The authors also did a per-protocol and as-treated analysis. They found event rates did not significantly differ between the groups.

Comments

Unlike many of the other late-breaking clinical trials, DECISION-CTO did not earn simultaneous publication in a major journal. One can speculate that this was due to its negative findings. The more likely reason, however, were its methodological flaws—of which there were many.

The trial was terminated early due to slow enrollment. That's a problem because it limits the power of the trial.

Dr Ajay Kirtane (Columbia University, NY) pointed me to a slide set from 2011 suggesting that DECISION-CTO was originally designed as a superiority trial with the goal of reducing death/MI by 40% relative to optimal medical therapy. Switching to a noninferiority design and changing the primary end point would be unconventional.

[In an email exchange with theheart.org | Medscape Cardiology, Pil Hyung Lee, replying on behalf of Dr Park, said that the trial was "always a noninferiority trial" and that the primary end point was "always a composite of death, MI, stroke, and any revascularization"; the clinicaltrials.gov record supports this.]

Missing data are also a problem. About 25% of patients in both groups did not have their quality-of-life or angina scores measured. Would these data points have made a difference?

I understand these weaknesses. But there was no signal of benefit.

It's not surprising that hard outcomes were not different, but the lack of angina improvement is quite stunning. This is what CTO proponents promote as the procedure's main benefit.

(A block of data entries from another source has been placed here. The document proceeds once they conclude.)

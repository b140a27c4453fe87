//! Server lifecycle errors.

use std::time::Duration;

use gizmo_config::ConfigError;
use gizmo_telemetry::TelemetryError;
use thiserror::Error;

/// Result type alias using [`ServerError`].
pub type ServerResult<T> = Result<T, ServerError>;

/// Errors raised while building, starting or stopping a server.
///
/// Request-level failures never show up here: they are rendered as
/// responses. This type is `Clone` so the outcome of the first `stop` can be
/// replayed to later callers.
#[derive(Debug, Clone, Error, PartialEq, Eq)]
pub enum ServerError {
    /// A listener could not be bound.
    #[error("failed to bind {addr}: {message}")]
    Bind {
        /// The address that was requested.
        addr: String,
        /// Operating system message.
        message: String,
    },

    /// Other I/O failure.
    #[error("I/O error: {0}")]
    Io(String),

    /// `start` was called on a running or stopped server.
    #[error("server already started")]
    AlreadyStarted,

    /// `stop` was called before `start`.
    #[error("server not started")]
    NotStarted,

    /// `stop` was called again after a graceful stop.
    #[error("server already stopped")]
    AlreadyStopped,

    /// Draining did not finish in time; listeners were closed anyway.
    #[error("shutdown timed out after {timeout:?} with {active} request(s) in flight")]
    ShutdownTimeout {
        /// The configured shutdown timeout.
        timeout: Duration,
        /// In-flight requests when the deadline passed.
        active: u64,
    },

    /// A service, route or RPC option was rejected.
    #[error("registration rejected: {0}")]
    Registration(String),

    /// Certificate or key material could not be loaded.
    #[error("TLS error: {0}")]
    Tls(String),

    /// The configuration is invalid.
    #[error("configuration error: {0}")]
    Config(String),

    /// Logging or metrics could not be initialised.
    #[error("telemetry error: {0}")]
    Telemetry(String),

    /// A listener stopped accepting connections on its own.
    #[error("listener failed: {0}")]
    Accept(String),
}

impl ServerError {
    /// Creates a bind error.
    pub fn bind(addr: impl Into<String>, source: &std::io::Error) -> Self {
        Self::Bind {
            addr: addr.into(),
            message: source.to_string(),
        }
    }

    /// Creates a registration error.
    pub fn registration(message: impl Into<String>) -> Self {
        Self::Registration(message.into())
    }

    /// Returns true for the hard-timeout shutdown outcome.
    #[must_use]
    pub fn is_timeout(&self) -> bool {
        matches!(self, Self::ShutdownTimeout { .. })
    }
}

impl From<std::io::Error> for ServerError {
    fn from(err: std::io::Error) -> Self {
        Self::Io(err.to_string())
    }
}

impl From<ConfigError> for ServerError {
    fn from(err: ConfigError) -> Self {
        Self::Config(err.to_string())
    }
}

impl From<TelemetryError> for ServerError {
    fn from(err: TelemetryError) -> Self {
        Self::Telemetry(err.to_string())
    }
}

#[cfg(test)]
mod tests {
    use super::*;

    #[test]
    fn test_bind_message() {
        let io = std::io::Error::new(std::io::ErrorKind::AddrInUse, "address in use");
        let err = ServerError::bind("0.0.0.0:8080", &io);
        assert_eq!(err.to_string(), "failed to bind 0.0.0.0:8080: address in use");
    }

    #[test]
    fn test_timeout_is_timeout() {
        let err = ServerError::ShutdownTimeout {
            timeout: Duration::from_secs(5),
            active: 1,
        };
        assert!(err.is_timeout());
        assert!(err.to_string().contains("1 request(s) in flight"));
        assert!(!ServerError::AlreadyStopped.is_timeout());
    }

    #[test]
    fn test_clone_replays() {
        let err = ServerError::registration("second interceptor");
        assert_eq!(err.clone(), err);
    }
}
//! Publisher and subscriber errors.

use thiserror::Error;

/// Result type alias using [`PubSubError`].
pub type PubSubResult<T> = Result<T, PubSubError>;

/// Errors raised by publishers, subscribers and broker adapters.
///
/// `Clone` so a subscriber's terminal error can be read any number of times
/// and one ack batch failure can be handed to every message in the batch.
#[derive(Debug, Clone, Error, PartialEq, Eq)]
pub enum PubSubError {
    /// The adapter does not implement the operation.
    #[error("operation not supported")]
    NotSupported,

    /// `start` was called twice.
    #[error("subscriber already started")]
    AlreadyStarted,

    /// `stop` was called twice, or `start` after `stop`.
    #[error("subscriber already stopped")]
    AlreadyStopped,

    /// `done` was called twice on one message.
    #[error("message already acknowledged")]
    AlreadyAcknowledged,

    /// The ack pipeline has shut down.
    #[error("ack pipeline closed")]
    AckPipelineClosed,

    /// `publish_multi` got different numbers of keys and messages.
    #[error("{keys} key(s) for {messages} message(s)")]
    LengthMismatch {
        /// Number of keys.
        keys: usize,
        /// Number of messages.
        messages: usize,
    },

    /// A message could not be serialized.
    #[error("encode error: {0}")]
    Encode(String),

    /// A payload could not be decoded.
    #[error("decode error: {0}")]
    Decode(String),

    /// The broker rejected or failed a call.
    #[error("broker error: {0}")]
    Broker(String),

    /// The HTTP endpoint answered with a non-success status.
    #[error("publish endpoint returned {status}: {body}")]
    Http {
        /// Response status code.
        status: u16,
        /// Response body, possibly truncated.
        body: String,
    },

    /// The request never got a response.
    #[error("transport error: {0}")]
    Transport(String),

    /// A subscriber was started outside a Tokio runtime.
    #[error("no async runtime: {0}")]
    Runtime(String),
}

impl PubSubError {
    /// Creates a broker error.
    pub fn broker(message: impl Into<String>) -> Self {
        Self::Broker(message.into())
    }

    /// Whether this is the "not supported" sentinel.
    #[must_use]
    pub fn is_not_supported(&self) -> bool {
        matches!(self, Self::NotSupported)
    }
}

impl From<serde_json::Error> for PubSubError {
    fn from(err: serde_json::Error) -> Self {
        Self::Encode(err.to_string())
    }
}

impl From<reqwest::Error> for PubSubError {
    fn from(err: reqwest::Error) -> Self {
        Self::Transport(err.to_string())
    }
}

#[cfg(test)]
mod tests {
    use super::*;

    #[test]
    fn test_display() {
        assert_eq!(PubSubError::NotSupported.to_string(), "operation not supported");
        assert_eq!(
            PubSubError::LengthMismatch { keys: 2, messages: 3 }.to_string(),
            "2 key(s) for 3 message(s)"
        );
        assert_eq!(PubSubError::broker("down").to_string(), "broker error: down");
    }

    #[test]
    fn test_not_supported_sentinel() {
        assert!(PubSubError::NotSupported.is_not_supported());
        assert!(!PubSubError::AlreadyStopped.is_not_supported());
    }
}
//! Request handling invariants checked through the public API.

mod common;

use std::collections::BTreeMap;
use std::time::{Duration, Instant};

use bytes::Bytes;
use http::StatusCode;
use proptest::prelude::*;
use proptest::test_runner::TestRunner;
use serde_json::{json, Value};

use gizmo::core::{Endpoint, Reply, RequestContext, ServiceError};
use gizmo::server::{Route, Server, ServiceDef, PANIC_BODY};
use gizmo_test::TestClient;

#[derive(serde::Deserialize)]
struct Order {
    quantity: u32,
}

fn status_server() -> Server {
    let server = common::simple_server();
    server
        .register(
            &ServiceDef::new("orders")
                .route(Route::post(
                    "/orders",
                    Endpoint::json(|_ctx: RequestContext, order: Order| async move {
                        if order.quantity == 0 {
                            return Err(ServiceError::status(
                                StatusCode::UNPROCESSABLE_ENTITY,
                                "quantity must be positive",
                            ));
                        }
                        Ok(Reply::new(json!({"quantity": order.quantity}))
                            .with_status(StatusCode::CREATED))
                    }),
                ))
                .route(Route::get(
                    "/orders",
                    Endpoint::json_no_body(|_ctx: RequestContext| async {
                        Ok::<_, ServiceError>(Vec::<u32>::new())
                    }),
                )),
        )
        .unwrap();
    server
}

#[tokio::test]
async fn test_status_comes_from_decoder_business_or_default() {
    let client = TestClient::new(status_server());

    // Decoder error.
    let response = client.post("/orders").body("{not json").send().await;
    response.assert_status_code(400);
    assert!(response.error_message().unwrap().contains("decode"));

    // Business status hook.
    client
        .post("/orders")
        .json(&json!({"quantity": 3}))
        .send()
        .await
        .assert_status_code(201)
        .assert_json_eq(&json!({"quantity": 3}));

    // Business error status.
    let response = client.post("/orders").json(&json!({"quantity": 0})).send().await;
    response.assert_status_code(422);
    assert_eq!(response.error_message().as_deref(), Some("quantity must be positive"));

    // Encoder default.
    client.get("/orders").send().await.assert_status_code(200).assert_json_eq(&json!([]));
}

#[tokio::test]
async fn test_panic_yields_fixed_500_and_releases_monitor() {
    let server = common::simple_server();
    server
        .register(&ServiceDef::new("boom").route(Route::get(
            "/boom",
            Endpoint::json_no_body(|_ctx: RequestContext| async {
                if std::hint::black_box(true) {
                    panic!("handler exploded");
                }
                Ok::<_, ServiceError>(())
            }),
        )))
        .unwrap();
    let client = TestClient::new(server.clone());

    for _ in 0..3 {
        let response = client.get("/boom").send().await;
        response.assert_status_code(500).assert_body_eq(PANIC_BODY);
        assert_eq!(server.monitor().count(), 0);
    }
}

#[tokio::test]
async fn test_no_request_enters_after_stop_begins() {
    let server = common::simple_server();
    server
        .register(&ServiceDef::new("slow").route(Route::get(
            "/slow",
            Endpoint::json_no_body(|_ctx: RequestContext| async {
                tokio::time::sleep(Duration::from_millis(300)).await;
                Ok::<_, ServiceError>("done")
            }),
        )))
        .unwrap();
    server.start().await.unwrap();

    let client = TestClient::new(server.clone());
    let slow = tokio::spawn({
        let client = client.clone();
        async move { client.get("/slow").send().await }
    });
    while server.monitor().count() == 0 {
        tokio::task::yield_now().await;
    }

    let started = Instant::now();
    let stopping = tokio::spawn({
        let server = server.clone();
        async move { server.stop().await }
    });
    while !server.monitor().is_draining() {
        tokio::task::yield_now().await;
    }

    let refused = client.get("/slow").send().await;
    refused.assert_status_code(503);
    assert_eq!(server.monitor().count(), 1);

    slow.await.unwrap().assert_status_code(200).assert_json_eq(&json!("done"));
    stopping.await.unwrap().unwrap();
    assert!(started.elapsed() < server.config().shutdown_timeout + Duration::from_millis(500));
}

#[test]
fn test_json_put_echo_round_trip() {
    let runtime = tokio::runtime::Builder::new_current_thread()
        .enable_all()
        .build()
        .unwrap();
    let server = runtime.block_on(async {
        let server = common::simple_server();
        server
            .register(&ServiceDef::new("echo").route(Route::put(
                "/echo",
                Endpoint::json(|_ctx: RequestContext, body: Value| async move {
                    Ok::<_, ServiceError>(body)
                }),
            )))
            .unwrap();
        server
    });
    let client = TestClient::new(server);

    let documents = prop::collection::btree_map(
        "[a-z]{1,8}",
        prop_oneof![
            any::<i64>().prop_map(Value::from),
            "[ -~]{0,16}".prop_map(Value::from),
            any::<bool>().prop_map(Value::from),
            prop::collection::vec(any::<i32>(), 0..4).prop_map(Value::from),
        ],
        0..6,
    );

    let mut runner = TestRunner::default();
    runner
        .run(&documents, |document: BTreeMap<String, Value>| {
            let request = serde_json::to_vec(&document).unwrap();
            let response = runtime.block_on(
                client
                    .put("/echo")
                    .header("content-type", "application/json")
                    .body(Bytes::from(request.clone()))
                    .send(),
            );
            prop_assert_eq!(response.status(), StatusCode::OK);
            prop_assert_eq!(response.body().as_ref(), request.as_slice());
            Ok(())
        })
        .unwrap();
}
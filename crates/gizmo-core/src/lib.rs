//! # Gizmo Core
//!
//! Core types shared by every Gizmo crate:
//!
//! - [`RequestContext`] - per-request values under typed keys: request id,
//!   logging span, route variables, caller IP, forwarded-for chain, cloud
//!   trace context and cancellation
//! - [`ServiceError`] - error taxonomy with status and header hooks
//! - [`Endpoint`] - one decoder, business function, encoder and option list
//! - [`codec`] - JSON, length-prefixed binary and passthrough codecs

#![doc(html_root_url = "https://docs.rs/gizmo-core/0.1.0")]
#![warn(missing_docs)]
#![forbid(unsafe_code)]

pub mod codec;
mod context;
mod endpoint;
mod error;
pub mod query;
mod trace;

use bytes::Bytes;

pub use codec::{Decoder, Encoder, ResponseHooks, Reply};
pub use context::{Extensions, RequestContext, RequestId};
pub use endpoint::{
    AnyValue, BusinessFn, BusinessMiddleware, Endpoint, EndpointOption, chain_business,
};
pub use error::{ErrorEnvelope, Headerer, ServiceError, ServiceResult, StatusCoder};
pub use gizmo_router::RouteVars;
pub use query::query_param;
pub use trace::{CloudTraceContext, CLOUD_TRACE_HEADER};

/// HTTP request with a fully buffered body.
pub type Request = http::Request<Bytes>;

/// HTTP response with a fully buffered body.
pub type Response = http::Response<Bytes>;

Also, as a longtime observer of how cardiologists interpret trials, I can't help wonder whether the vigor of criticism would have differed if the results were positive.

I have two conclusions from DECISION-CTO:

This data, flawed as it may be, raises the bar for doing this procedure. Patients should be carefully selected, maximally treated with medication, and thoroughly informed as to the unproven nature and risks of this procedure.

If cardiologists continue to do this procedure in the face of a negative trial, then another trial looking at both outcomes and angina relief is not welcomed but necessary.